Collected data:
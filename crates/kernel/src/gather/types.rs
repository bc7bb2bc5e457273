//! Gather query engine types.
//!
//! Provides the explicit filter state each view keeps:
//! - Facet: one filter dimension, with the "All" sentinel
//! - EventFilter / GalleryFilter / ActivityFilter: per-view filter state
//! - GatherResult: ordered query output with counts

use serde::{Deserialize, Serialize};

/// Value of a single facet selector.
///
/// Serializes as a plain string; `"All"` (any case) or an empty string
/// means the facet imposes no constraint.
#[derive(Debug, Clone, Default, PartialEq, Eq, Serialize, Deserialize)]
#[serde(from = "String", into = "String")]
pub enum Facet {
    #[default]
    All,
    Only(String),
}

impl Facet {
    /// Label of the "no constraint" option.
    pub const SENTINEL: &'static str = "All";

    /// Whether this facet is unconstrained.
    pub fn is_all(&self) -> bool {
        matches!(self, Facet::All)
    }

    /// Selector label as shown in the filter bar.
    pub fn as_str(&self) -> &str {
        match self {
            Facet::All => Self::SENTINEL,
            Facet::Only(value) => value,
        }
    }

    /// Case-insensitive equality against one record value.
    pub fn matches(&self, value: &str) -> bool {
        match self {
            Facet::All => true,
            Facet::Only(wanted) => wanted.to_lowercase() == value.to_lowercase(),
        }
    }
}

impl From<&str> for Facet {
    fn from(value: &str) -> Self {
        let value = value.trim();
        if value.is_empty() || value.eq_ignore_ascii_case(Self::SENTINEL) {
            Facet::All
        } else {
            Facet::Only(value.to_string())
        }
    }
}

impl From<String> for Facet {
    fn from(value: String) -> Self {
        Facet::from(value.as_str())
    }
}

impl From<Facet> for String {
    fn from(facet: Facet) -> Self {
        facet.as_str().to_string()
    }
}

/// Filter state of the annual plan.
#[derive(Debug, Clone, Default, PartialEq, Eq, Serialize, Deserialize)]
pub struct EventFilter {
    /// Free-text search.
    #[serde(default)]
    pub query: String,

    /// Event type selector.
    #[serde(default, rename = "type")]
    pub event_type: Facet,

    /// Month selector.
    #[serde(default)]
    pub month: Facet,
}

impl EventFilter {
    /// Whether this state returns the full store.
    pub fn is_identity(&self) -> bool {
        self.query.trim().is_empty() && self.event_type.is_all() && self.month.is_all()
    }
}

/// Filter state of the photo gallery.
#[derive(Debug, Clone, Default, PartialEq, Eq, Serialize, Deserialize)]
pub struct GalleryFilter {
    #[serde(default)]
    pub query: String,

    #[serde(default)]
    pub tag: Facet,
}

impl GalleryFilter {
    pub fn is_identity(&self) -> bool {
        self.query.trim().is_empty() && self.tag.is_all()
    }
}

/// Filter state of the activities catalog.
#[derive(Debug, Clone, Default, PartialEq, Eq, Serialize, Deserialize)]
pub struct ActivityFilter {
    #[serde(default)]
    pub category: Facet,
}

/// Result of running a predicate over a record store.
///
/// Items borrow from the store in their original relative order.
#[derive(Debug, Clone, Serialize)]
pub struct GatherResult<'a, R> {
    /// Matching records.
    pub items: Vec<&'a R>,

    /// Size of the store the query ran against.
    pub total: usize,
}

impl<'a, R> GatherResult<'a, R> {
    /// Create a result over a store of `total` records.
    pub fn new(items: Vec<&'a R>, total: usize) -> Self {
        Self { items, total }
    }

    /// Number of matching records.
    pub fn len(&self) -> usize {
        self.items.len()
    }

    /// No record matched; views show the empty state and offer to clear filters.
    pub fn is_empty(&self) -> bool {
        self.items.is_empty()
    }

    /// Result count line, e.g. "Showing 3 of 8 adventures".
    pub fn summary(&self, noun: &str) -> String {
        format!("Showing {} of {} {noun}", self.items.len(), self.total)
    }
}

---

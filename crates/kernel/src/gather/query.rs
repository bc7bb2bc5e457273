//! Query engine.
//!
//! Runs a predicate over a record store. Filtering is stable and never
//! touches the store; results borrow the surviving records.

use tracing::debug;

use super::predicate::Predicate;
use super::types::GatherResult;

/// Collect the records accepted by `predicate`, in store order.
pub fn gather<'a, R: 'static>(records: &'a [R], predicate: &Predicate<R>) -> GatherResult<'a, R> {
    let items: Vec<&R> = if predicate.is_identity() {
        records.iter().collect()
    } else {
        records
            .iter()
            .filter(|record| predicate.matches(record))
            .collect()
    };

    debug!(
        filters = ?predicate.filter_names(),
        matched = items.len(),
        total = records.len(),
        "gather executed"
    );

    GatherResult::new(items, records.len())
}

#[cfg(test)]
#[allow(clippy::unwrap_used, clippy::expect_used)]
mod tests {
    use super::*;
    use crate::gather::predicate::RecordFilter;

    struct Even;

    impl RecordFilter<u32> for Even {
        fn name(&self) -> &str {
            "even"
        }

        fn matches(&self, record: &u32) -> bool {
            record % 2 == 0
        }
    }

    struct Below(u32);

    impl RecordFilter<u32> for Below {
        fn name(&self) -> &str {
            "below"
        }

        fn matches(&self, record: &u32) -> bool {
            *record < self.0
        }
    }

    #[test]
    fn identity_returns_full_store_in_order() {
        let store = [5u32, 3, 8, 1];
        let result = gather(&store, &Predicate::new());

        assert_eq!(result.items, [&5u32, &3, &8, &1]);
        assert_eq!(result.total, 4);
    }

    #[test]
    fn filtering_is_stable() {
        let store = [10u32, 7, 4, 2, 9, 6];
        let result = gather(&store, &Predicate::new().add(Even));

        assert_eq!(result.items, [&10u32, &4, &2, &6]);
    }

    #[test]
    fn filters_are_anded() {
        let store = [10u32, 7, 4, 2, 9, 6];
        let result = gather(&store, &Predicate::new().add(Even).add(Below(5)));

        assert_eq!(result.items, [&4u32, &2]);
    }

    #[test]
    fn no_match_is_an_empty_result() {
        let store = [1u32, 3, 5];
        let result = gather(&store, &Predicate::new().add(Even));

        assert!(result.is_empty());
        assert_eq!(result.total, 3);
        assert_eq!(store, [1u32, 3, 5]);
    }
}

* * *

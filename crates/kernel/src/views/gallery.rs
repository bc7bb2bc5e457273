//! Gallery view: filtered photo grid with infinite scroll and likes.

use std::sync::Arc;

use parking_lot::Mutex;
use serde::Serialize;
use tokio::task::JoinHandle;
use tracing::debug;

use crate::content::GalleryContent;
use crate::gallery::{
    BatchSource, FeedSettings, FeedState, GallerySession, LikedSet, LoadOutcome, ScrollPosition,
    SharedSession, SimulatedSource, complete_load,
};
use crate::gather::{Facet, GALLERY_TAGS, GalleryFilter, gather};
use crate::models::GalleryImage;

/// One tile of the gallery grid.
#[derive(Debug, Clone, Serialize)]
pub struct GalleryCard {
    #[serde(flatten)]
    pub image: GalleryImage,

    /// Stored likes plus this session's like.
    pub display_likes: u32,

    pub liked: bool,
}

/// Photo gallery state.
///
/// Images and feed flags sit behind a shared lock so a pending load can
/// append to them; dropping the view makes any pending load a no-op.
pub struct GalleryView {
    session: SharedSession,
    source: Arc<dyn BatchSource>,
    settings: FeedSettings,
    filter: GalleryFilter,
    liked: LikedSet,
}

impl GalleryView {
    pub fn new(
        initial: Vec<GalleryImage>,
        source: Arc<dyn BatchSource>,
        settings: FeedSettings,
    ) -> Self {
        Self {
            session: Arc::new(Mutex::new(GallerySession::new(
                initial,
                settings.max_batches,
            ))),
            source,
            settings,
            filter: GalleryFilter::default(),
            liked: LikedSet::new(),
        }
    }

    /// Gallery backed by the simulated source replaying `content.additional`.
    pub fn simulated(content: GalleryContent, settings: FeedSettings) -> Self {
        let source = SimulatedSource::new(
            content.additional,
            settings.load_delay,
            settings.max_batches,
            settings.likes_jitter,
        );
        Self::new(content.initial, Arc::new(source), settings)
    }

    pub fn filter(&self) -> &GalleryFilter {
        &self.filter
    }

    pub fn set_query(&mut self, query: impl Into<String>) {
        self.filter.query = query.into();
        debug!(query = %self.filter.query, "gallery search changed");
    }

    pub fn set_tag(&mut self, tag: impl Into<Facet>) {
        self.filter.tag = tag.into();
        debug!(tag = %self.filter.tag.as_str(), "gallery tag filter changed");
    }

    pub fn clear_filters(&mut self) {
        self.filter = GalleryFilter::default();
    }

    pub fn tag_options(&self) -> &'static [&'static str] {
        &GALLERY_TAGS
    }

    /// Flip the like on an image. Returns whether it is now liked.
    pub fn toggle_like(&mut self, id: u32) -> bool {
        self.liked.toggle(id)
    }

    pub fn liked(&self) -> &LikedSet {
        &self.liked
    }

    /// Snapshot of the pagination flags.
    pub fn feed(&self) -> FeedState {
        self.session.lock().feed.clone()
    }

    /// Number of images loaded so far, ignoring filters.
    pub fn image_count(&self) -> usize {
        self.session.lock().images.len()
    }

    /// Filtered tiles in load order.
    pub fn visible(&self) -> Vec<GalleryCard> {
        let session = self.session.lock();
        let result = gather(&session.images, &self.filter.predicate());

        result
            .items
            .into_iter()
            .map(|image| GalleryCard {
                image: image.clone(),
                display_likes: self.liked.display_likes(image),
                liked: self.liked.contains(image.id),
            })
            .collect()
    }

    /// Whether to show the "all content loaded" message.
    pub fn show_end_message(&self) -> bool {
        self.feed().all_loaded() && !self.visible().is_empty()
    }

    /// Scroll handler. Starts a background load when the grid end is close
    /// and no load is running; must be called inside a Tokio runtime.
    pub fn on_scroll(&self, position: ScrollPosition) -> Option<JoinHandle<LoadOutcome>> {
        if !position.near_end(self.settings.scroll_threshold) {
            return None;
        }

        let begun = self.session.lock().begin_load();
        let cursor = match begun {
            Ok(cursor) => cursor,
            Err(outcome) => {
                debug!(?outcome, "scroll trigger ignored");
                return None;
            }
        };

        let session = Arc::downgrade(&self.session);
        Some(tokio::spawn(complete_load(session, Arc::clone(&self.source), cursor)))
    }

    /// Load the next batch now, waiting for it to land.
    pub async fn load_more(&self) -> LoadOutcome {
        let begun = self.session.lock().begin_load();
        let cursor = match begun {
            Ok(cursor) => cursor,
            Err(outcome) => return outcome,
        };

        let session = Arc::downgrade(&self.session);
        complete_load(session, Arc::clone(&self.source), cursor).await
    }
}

▸ **AIM OF THE TASK**
Find and copy each line above holding "Showing".

▸ **WRITTEN RESPONSE**
    /// Result count line, e.g. "Showing 3 of 8 adventures".
        format!("Showing {} of {} {noun}", self.items.len(), self.total)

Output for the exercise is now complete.